Le duc et la duchesse haussèrent les sourcils.

-Vous êtes une fée ?

-Oui.

-Puis-je voir vos ailes ?

Élisa hésita, coulant un regard vers les spectateurs. Pas un ne bougeait. Finalement, avec un soupir, elle les déploya. L'une d'elles se dressa fièrement dans son dos, tandis que l'autre se mit à pendre lamentablement. Si Saphirros écarquilla légèrement les yeux, elle ne dit rien. Les trois autres, en revanche, poussèrent un juron.

-Qu'est-ce qui t'est arrivé !? s'exclama Nathaniel.

-Mon père a essayé de m'arracher les ailes, expliqua-t-elle simplement.

-Mais pourquoi !?

Elle ouvrit la bouche, la referma.

-C'est compliqué, je...

-Élisa, si je suis ta mère, alors pourquoi étais-tu si surprise de me voir ?

Saphirros l'observait de ses yeux perçants.

-Parce que... Je... Tu n'as pas eu le temps de tout m'expliquer.
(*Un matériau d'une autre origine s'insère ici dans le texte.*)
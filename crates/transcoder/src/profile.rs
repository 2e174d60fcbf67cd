//! Operator-selected target profile and per-item playout settings.

use std::time::Duration;

use serde::{Deserialize, Serialize};

use crate::TranscodeError;
use crate::format::{AudioFormat, FrameSize, PixelFormat, VideoFormat};
use crate::input::VideoStream;
use crate::state::{FrameDataLocation, FrameState, HardwareAccelerationMode, OutputFormatKind};

#[derive(Debug, Clone, Copy, PartialEq, Eq, Default, Serialize, Deserialize)]
#[serde(rename_all = "snake_case")]
pub enum ScalingBehavior {
    #[default]
    ScaleAndPad,
    Stretch,
    Crop,
}

#[derive(Debug, Clone, Copy, PartialEq, Eq, Default, Serialize, Deserialize)]
#[serde(rename_all = "snake_case")]
pub enum LoudnessNormalization {
    #[default]
    Off,
    LoudNorm,
    DynAudNorm,
}

#[derive(Debug, Clone, Serialize, Deserialize)]
#[serde(default)]
pub struct AudioProfile {
    /// Codec name; unknown names compile without an explicit audio encoder.
    pub format: Option<String>,
    pub channels: u32,
    pub bitrate: Option<u32>,
    pub buffer_size: Option<u32>,
    pub sample_rate: Option<u32>,
    pub normalize_loudness: LoudnessNormalization,
    /// Pad audio with silence up to this duration.
    pub pad_to: Option<Duration>,
}

impl Default for AudioProfile {
    fn default() -> Self {
        Self {
            format: Some("aac".into()),
            channels: 2,
            bitrate: Some(192),
            buffer_size: Some(384),
            sample_rate: Some(48_000),
            normalize_loudness: LoudnessNormalization::Off,
            pad_to: None,
        }
    }
}

#[derive(Debug, Clone, Serialize, Deserialize)]
#[serde(default)]
pub struct TargetProfile {
    pub resolution: FrameSize,
    pub scaling: ScalingBehavior,
    pub video_format: VideoFormat,
    pub video_profile: Option<String>,
    pub video_preset: Option<String>,
    pub bit_depth: u8,
    pub video_bitrate: Option<u32>,
    pub video_buffer_size: Option<u32>,
    pub frame_rate: Option<u32>,
    pub hardware_acceleration: HardwareAccelerationMode,
    /// Render node, QSV device or CUDA device index, depending on the backend.
    pub device: Option<String>,
    pub vaapi_driver: Option<String>,
    pub deinterlace: bool,
    pub tonemap_algorithm: String,
    pub thread_count: Option<u32>,
    pub allow_copy: bool,
    pub audio: AudioProfile,
}

impl Default for TargetProfile {
    fn default() -> Self {
        Self {
            resolution: FrameSize::new(1920, 1080),
            scaling: ScalingBehavior::ScaleAndPad,
            video_format: VideoFormat::H264,
            video_profile: None,
            video_preset: None,
            bit_depth: 8,
            video_bitrate: Some(2000),
            video_buffer_size: Some(4000),
            frame_rate: None,
            hardware_acceleration: HardwareAccelerationMode::None,
            device: None,
            vaapi_driver: None,
            deinterlace: true,
            tonemap_algorithm: "linear".into(),
            thread_count: None,
            allow_copy: true,
            audio: AudioProfile::default(),
        }
    }
}

impl TargetProfile {
    pub fn validate(&self) -> Result<(), TranscodeError> {
        if self.resolution.is_empty() {
            return Err(TranscodeError::InvalidTarget(format!(
                "resolution {} is empty",
                self.resolution
            )));
        }
        if !matches!(self.bit_depth, 8 | 10) {
            return Err(TranscodeError::InvalidTarget(format!(
                "bit depth {} is not 8 or 10",
                self.bit_depth
            )));
        }
        if self.video_bitrate == Some(0) || self.video_buffer_size == Some(0) {
            return Err(TranscodeError::InvalidTarget(
                "video bitrate and buffer size must be positive".into(),
            ));
        }
        if self.frame_rate == Some(0) {
            return Err(TranscodeError::InvalidTarget("frame rate must be positive".into()));
        }
        if self.audio.channels == 0 {
            return Err(TranscodeError::InvalidTarget("audio channels must be positive".into()));
        }
        Ok(())
    }

    pub fn pixel_format(&self) -> PixelFormat {
        if self.bit_depth == 10 {
            PixelFormat::YUV420P10LE
        } else {
            PixelFormat::YUV420P
        }
    }

    pub fn audio_format(&self) -> Option<AudioFormat> {
        self.audio.format.as_deref().and_then(AudioFormat::from_name)
    }

    /// The frame state the encoders expect, derived from the source facts.
    pub fn desired_state(
        &self,
        source: &VideoStream,
        playout: &PlayoutSettings,
    ) -> Result<FrameState, TranscodeError> {
        self.validate()?;

        let square = source.square_pixel_size();
        let resolution = self.resolution;
        let (scaled_size, cropped_size) = if square.is_empty() {
            (resolution, None)
        } else {
            match self.scaling {
                ScalingBehavior::ScaleAndPad => (fit_within(square, resolution), None),
                ScalingBehavior::Stretch => (resolution, None),
                ScalingBehavior::Crop => (cover(square, resolution), Some(resolution)),
            }
        };

        let (hls_playlist_path, hls_segment_template) = match &playout.hls {
            Some(hls) => (
                Some(hls.playlist_path.clone()),
                Some(hls.segment_template.clone()),
            ),
            None => (None, None),
        };

        Ok(FrameState {
            realtime: playout.realtime,
            infinite_loop: playout.infinite_loop,
            video_format: self.video_format,
            pixel_format: Some(self.pixel_format()),
            frame_data_location: FrameDataLocation::Software,
            scaled_size,
            padded_size: resolution,
            cropped_size,
            is_anamorphic: false,
            deinterlaced: self.deinterlace && source.interlaced,
            is_hdr: false,
            frame_rate: self.frame_rate,
            video_bitrate: self.video_bitrate,
            video_buffer_size: self.video_buffer_size,
            audio_format: self.audio_format(),
            hardware_acceleration_mode: self.hardware_acceleration,
            output_format_kind: Some(playout.output_format),
            hls_playlist_path,
            hls_segment_template,
        })
    }
}

fn even(n: u64) -> u32 {
    (n - n % 2).max(2) as u32
}

fn even_up(n: u64) -> u32 {
    (n + n % 2) as u32
}

/// Largest even size with the source aspect ratio that fits inside `target`.
fn fit_within(source: FrameSize, target: FrameSize) -> FrameSize {
    let (sw, sh) = (u64::from(source.width), u64::from(source.height));
    let (tw, th) = (u64::from(target.width), u64::from(target.height));
    if sw * th <= tw * sh {
        FrameSize::new(even(sw * th / sh), target.height)
    } else {
        FrameSize::new(target.width, even(sh * tw / sw))
    }
}

/// Smallest even size with the source aspect ratio that covers `target`.
fn cover(source: FrameSize, target: FrameSize) -> FrameSize {
    let (sw, sh) = (u64::from(source.width), u64::from(source.height));
    let (tw, th) = (u64::from(target.width), u64::from(target.height));
    if sw * th >= tw * sh {
        FrameSize::new(even_up((sw * th).div_ceil(sh)), target.height)
    } else {
        FrameSize::new(target.width, even_up((sh * tw).div_ceil(sw)))
    }
}

#[derive(Debug, Clone, Serialize, Deserialize)]
pub struct HlsSettings {
    pub playlist_path: String,
    pub segment_template: String,
}

#[derive(Debug, Clone, Default, PartialEq, Eq, Serialize, Deserialize)]
pub struct ChannelMetadata {
    pub service_provider: Option<String>,
    pub service_name: Option<String>,
    pub audio_language: Option<String>,
}

/// Settings for one playout item.
#[derive(Debug, Clone, Serialize, Deserialize)]
#[serde(default)]
pub struct PlayoutSettings {
    pub start: Option<Duration>,
    pub finish: Option<Duration>,
    pub realtime: bool,
    pub readrate_initial_burst: u32,
    pub infinite_loop: bool,
    pub output_format: OutputFormatKind,
    pub hls: Option<HlsSettings>,
    pub metadata: ChannelMetadata,
    pub save_report: bool,
}

impl Default for PlayoutSettings {
    fn default() -> Self {
        Self {
            start: None,
            finish: None,
            realtime: true,
            readrate_initial_burst: 0,
            infinite_loop: false,
            output_format: OutputFormatKind::MpegTs,
            hls: None,
            metadata: ChannelMetadata::default(),
            save_report: false,
        }
    }
}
-Je suis morte, n'est-ce pas ?

Prise au dépourvu, Élisa regarda Angèle de Millicent, qui haussa un sourcil, sans lui apporter la moindre aide. Rodolphe, idem. Quant à Nathaniel, il ne servait à rien. Devait-elle répondre ? Cela ne créerait-il pas un paradoxe temporel ? Mais sa présence ici était déjà un paradoxe ! Paumée, elle considéra sa mère, dont le visage était empli de curiosité.

-Je vais te dire que je suis. Je suis la fée du Temps, Élisa. J'en suis la gardienne, et si je suis ta mère, ta situation actuelle est logique, d'autant plus si je suis morte avant d'avoir pu t'apprendre à utiliser tes dons. D'autant plus qu'une aile endommagée, chez une fée, cause à coup sûr des problèmes sur sa magie intrinsèque. Donc, Élisa, je peux te dire que oui, je sais que dans ton présent, je suis morte. Mais ce que je ne m'explique pas, c'est comment j'ai pu avoir une fille à moitié vampire et à moitié fée. Tu permets ?

Elle lui tendit la main. Indécise, Élisa la prit... Et un éclair de douleur la traversa, une nouvelle fois. Mais d'un seul coup, sa mère la relâcha, ne la poussant pas à l'évanouissement.

-Je n'ai pas encore développé d'instinct maternel à ton égard, Élisa. C'est pour cela je me moque de t'infliger de la douleur.

Essoufflée, elle regarda cette femme qui avait jadis été si douce avec elle. Non. Qui allait être si douce avec elle.

-Ça ne justifie aucun comportement de connasse.

Saphirros haussa un sourcil.

-Tu me parlais ainsi, du temps où j'étais déjà ta mère ?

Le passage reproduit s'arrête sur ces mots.